When Plug Power (NASDAQ:PLUG) reported its third-quarter results last year, they were somewhat mixed. There was a adjusted loss per share of 8 cents, which was slightly below Wall Street expectations. Furthermore, revenues of $56.4 million were also below analysts forecasts of $59.2 million. However, Wall Street shrugged this off — and PLUG stock has since gone from under $3 to now around $4.70.
But of course, in the past few weeks, there has been many investors selling. Keep in mind that not long ago, PLUG stock hit a high of $5.72. And now nearly 19% lower than those levels, this is a big week for the company.
Plug Power Earnings
On Thursday, Plug Power will announce its fourth-quarter results for fiscal 2019. And it seems like a good bet that the company will hit its forecast. After all, a few weeks ago, Plug Power released its preliminary results.
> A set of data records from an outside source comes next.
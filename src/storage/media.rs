/// MIME types accepted for reference image uploads.
pub const ALLOWED_IMAGE_TYPES: &[&str] = &["image/jpeg", "image/png", "image/webp"];

pub fn detect_mime_type(data: &[u8]) -> Option<String> {
    infer::get(data).map(|kind| kind.mime_type().to_string())
}

pub fn normalize_mime_type(declared: &str) -> String {
    let base = declared.split(';').next().unwrap_or_default().trim().to_lowercase();
    if base == "image/jpg" {
        "image/jpeg".to_string()
    } else {
        base
    }
}

pub fn is_allowed_image_type(mime_type: &str) -> bool {
    ALLOWED_IMAGE_TYPES.contains(&mime_type)
}

pub fn extension_for_mime(mime_type: &str) -> &'static str {
    match mime_type {
        "image/jpeg" => "jpg",
        "image/webp" => "webp",
        _ => "png",
    }
}
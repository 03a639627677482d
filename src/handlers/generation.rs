use std::collections::{BTreeMap, HashSet};
use std::sync::Arc;
use std::time::Duration;

use axum::extract::rejection::JsonRejection;
use axum::extract::State;
use axum::http::StatusCode;
use axum::response::{IntoResponse, Response};
use axum::Json;
use serde_json::Value;
use tokio::task::JoinSet;
use tracing::{error, info, warn};

use crate::config::Config;
use crate::handlers::responses::{
    ApiError, BatchGenerationResponse, GenerationOutcome, GenerationResponse,
    INTERNAL_ERROR_MESSAGE,
};
use crate::handlers::validation::{required_prompt, ValidationError};
use crate::llm::{ApiKey, ImageGenerator, InvocationError, Operation};
use crate::state::AppState;
use crate::style::catalog::{GenerationPreset, PlatformCatalog};
use crate::utils::timing::{complete_request_timer, start_request_timer};

#[derive(Debug, Clone, Copy, PartialEq, Eq)]
pub struct RetryPolicy {
    pub max_attempts: usize,
    pub base_delay: Duration,
}

impl RetryPolicy {
    pub fn from_config(config: &Config) -> Self {
        RetryPolicy {
            max_attempts: config.generation_max_attempts.max(1),
            base_delay: Duration::from_millis(config.generation_retry_base_delay_ms),
        }
    }

    /// Delay before the retry that follows `attempt` (zero-based).
    pub fn delay_for(&self, attempt: usize) -> Duration {
        let factor = 1u32.checked_shl(attempt as u32).unwrap_or(u32::MAX);
        self.base_delay.saturating_mul(factor)
    }
}

/// Calls the generator until it succeeds, fails with a non-retryable kind,
/// or runs out of attempts.
pub async fn generate_with_retry(
    generator: &dyn ImageGenerator,
    api_key: &ApiKey,
    prompt: &str,
    preset: &GenerationPreset,
    policy: RetryPolicy,
) -> Result<String, InvocationError> {
    let mut attempt = 0;
    loop {
        match generator.generate(api_key, prompt, preset).await {
            Ok(url) => return Ok(url),
            Err(err) => {
                if !err.is_retryable() || attempt + 1 >= policy.max_attempts {
                    return Err(err);
                }
                warn!(
                    "Image generation with {} failed (attempt={}/{}): {}",
                    preset.model,
                    attempt + 1,
                    policy.max_attempts,
                    err
                );
                tokio::time::sleep(policy.delay_for(attempt)).await;
                attempt += 1;
            }
        }
    }
}

fn supported_platforms(catalog: &PlatformCatalog) -> String {
    catalog
        .generation_platforms()
        .map(|platform| platform.key.as_str())
        .collect::<Vec<_>>()
        .join(", ")
}

fn preset_for(catalog: &PlatformCatalog, platform: &str) -> Option<GenerationPreset> {
    catalog
        .get(platform)
        .and_then(|spec| spec.generation.clone())
}

fn parse_body(body: Result<Json<Value>, JsonRejection>) -> Result<Value, ApiError> {
    body.map(|Json(value)| value).map_err(|rejection| {
        warn!("Rejected generation body: {}", rejection);
        ValidationError::InvalidBody.into()
    })
}

pub async fn generate_image(
    State(state): State<AppState>,
    body: Result<Json<Value>, JsonRejection>,
) -> Response {
    let mut timer = start_request_timer("/api/generate-image", None);
    match run_generation(&state, body).await {
        Ok(response) => {
            complete_request_timer(&mut timer, "success", Some(response.platform.clone()));
            (StatusCode::OK, Json(response)).into_response()
        }
        Err(err) => {
            complete_request_timer(
                &mut timer,
                "error",
                Some(format!("{} {}", err.status.as_u16(), err.message)),
            );
            err.into_response()
        }
    }
}

async fn run_generation(
    state: &AppState,
    body: Result<Json<Value>, JsonRejection>,
) -> Result<GenerationResponse, ApiError> {
    let body = parse_body(body)?;
    let api_key = state.validator.api_key(&body)?;
    let prompt = required_prompt(&body)?;
    let platform = body
        .get("platform")
        .and_then(|value| value.as_str())
        .unwrap_or_default()
        .to_string();
    let preset = preset_for(&state.catalog, &platform).ok_or_else(|| {
        ValidationError::UnsupportedPlatform(supported_platforms(&state.catalog))
    })?;

    info!("Generating image for platform={} model={}", platform, preset.model);
    let generator = state.generator.clone();
    let policy = state.retry;
    let task = tokio::spawn(async move {
        generate_with_retry(generator.as_ref(), &api_key, &prompt, &preset, policy).await
    });
    let outcome = task.await.map_err(|err| {
        error!("Image generation task failed: {}", err);
        ApiError::internal()
    })?;

    match outcome {
        Ok(image_url) => Ok(GenerationResponse {
            success: true,
            image_url,
            platform,
        }),
        Err(err) => {
            warn!("Image generation for {} failed: {}", platform, err);
            Err(ApiError::from_invocation(&err, Operation::Generation))
        }
    }
}

pub async fn generate_images(
    State(state): State<AppState>,
    body: Result<Json<Value>, JsonRejection>,
) -> Response {
    let mut timer = start_request_timer("/api/generate-images", None);
    match run_batch_generation(&state, body).await {
        Ok(response) => {
            let succeeded = response
                .results
                .values()
                .filter(|outcome| outcome.success)
                .count();
            complete_request_timer(
                &mut timer,
                if response.success { "success" } else { "failed" },
                Some(format!("succeeded={}/{}", succeeded, response.results.len())),
            );
            (StatusCode::OK, Json(response)).into_response()
        }
        Err(err) => {
            complete_request_timer(
                &mut timer,
                "error",
                Some(format!("{} {}", err.status.as_u16(), err.message)),
            );
            err.into_response()
        }
    }
}

/// One concurrent generation per platform, each with its own retry schedule.
async fn run_batch_generation(
    state: &AppState,
    body: Result<Json<Value>, JsonRejection>,
) -> Result<BatchGenerationResponse, ApiError> {
    let body = parse_body(body)?;
    let api_key = state.validator.api_key(&body)?;
    let prompts = body
        .get("prompts")
        .and_then(|value| value.as_object())
        .filter(|prompts| !prompts.is_empty())
        .ok_or(ValidationError::NoPrompts)?;

    let mut results = BTreeMap::new();
    let mut jobs = Vec::new();
    for (platform, prompt) in prompts {
        let prompt = prompt.as_str().map(str::trim).unwrap_or_default();
        match preset_for(&state.catalog, platform) {
            Some(_) if prompt.is_empty() => {
                results.insert(
                    platform.clone(),
                    GenerationOutcome::failed(ValidationError::MissingPrompt.to_string()),
                );
            }
            Some(preset) => jobs.push((platform.clone(), prompt.to_string(), preset)),
            None => {
                results.insert(
                    platform.clone(),
                    GenerationOutcome::failed(
                        ValidationError::UnsupportedPlatform(supported_platforms(&state.catalog))
                            .to_string(),
                    ),
                );
            }
        }
    }

    if jobs.is_empty() {
        return Err(ValidationError::UnsupportedPlatform(supported_platforms(&state.catalog)).into());
    }

    info!("Generating {} image(s) concurrently", jobs.len());
    let api_key = Arc::new(api_key);
    let mut pending: HashSet<String> = HashSet::new();
    let mut set = JoinSet::new();
    for (platform, prompt, preset) in jobs {
        pending.insert(platform.clone());
        let generator = state.generator.clone();
        let api_key = api_key.clone();
        let policy = state.retry;
        set.spawn(async move {
            let outcome =
                generate_with_retry(generator.as_ref(), &api_key, &prompt, &preset, policy).await;
            (platform, outcome)
        });
    }

    while let Some(joined) = set.join_next().await {
        match joined {
            Ok((platform, Ok(image_url))) => {
                pending.remove(&platform);
                results.insert(platform, GenerationOutcome::succeeded(image_url));
            }
            Ok((platform, Err(err))) => {
                warn!("Batch generation for {} failed: {}", platform, err);
                pending.remove(&platform);
                results.insert(
                    platform,
                    GenerationOutcome::failed(err.kind.user_message(Operation::Generation)),
                );
            }
            Err(err) => error!("Batch generation task failed: {}", err),
        }
    }
    for platform in pending {
        results.insert(platform, GenerationOutcome::failed(INTERNAL_ERROR_MESSAGE));
    }

    let success = results.values().any(|outcome| outcome.success);
    Ok(BatchGenerationResponse { success, results })
}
First of all, the company confirmed its goal to hit $1 billion in revenue by 2024. It also noted that next year’s revenues will be about $300 million. And as for the current quarter, the company is projecting gross billings of $93 million to $95 million — which would be a record.
A key driver for the growth — at least in the short-run — is a variety of large deals, such as with Walmart (NYSE:WMT), DHL, ENGIE and Amazon (NASDAQ:AMZN). And overall, it really does look like PLUG stock is reaching an important inflection point in terms of adoption of its fuel cell technology.
The quarter also saw some other developments, including:
- PLUG entered an alliance with Colorado-based Lightning Systems, which is a developer of zero-emission drivetrains. This will allow for middle-mile delivery logistics between warehouses and distribution centers.
- PLUG launched its heavy-duty 125 kW ProGen zero emission hydrogen engine. This will increase the company’s market opportunity into on- and off-road applications, such as Class 6, 7 and 8 trucks as well as transit buses and numerous port applications.
- The company priced a secondary offering for 40 million shares, raising $110 million.
However, the deal that got the most buzz — and helped to drive PLUG stock — was with a Fortune 100 company. The contract is valued at over $172 million for the next two years and involves GenDrive fuel cell power, GenFuel hydrogen fuel, storage and support.
Bottom Line On PLUG Stock
The roots of Plug Power go back to the late 1990s, when the company was formed as a joint venture between DTE Energy (NYSE:DTE) and Mechanical Technology Inc. Yet, it’s been mostly a tough journey. Adoption has been difficult, and the company has had to frequently raise capital to shore up the balance sheet.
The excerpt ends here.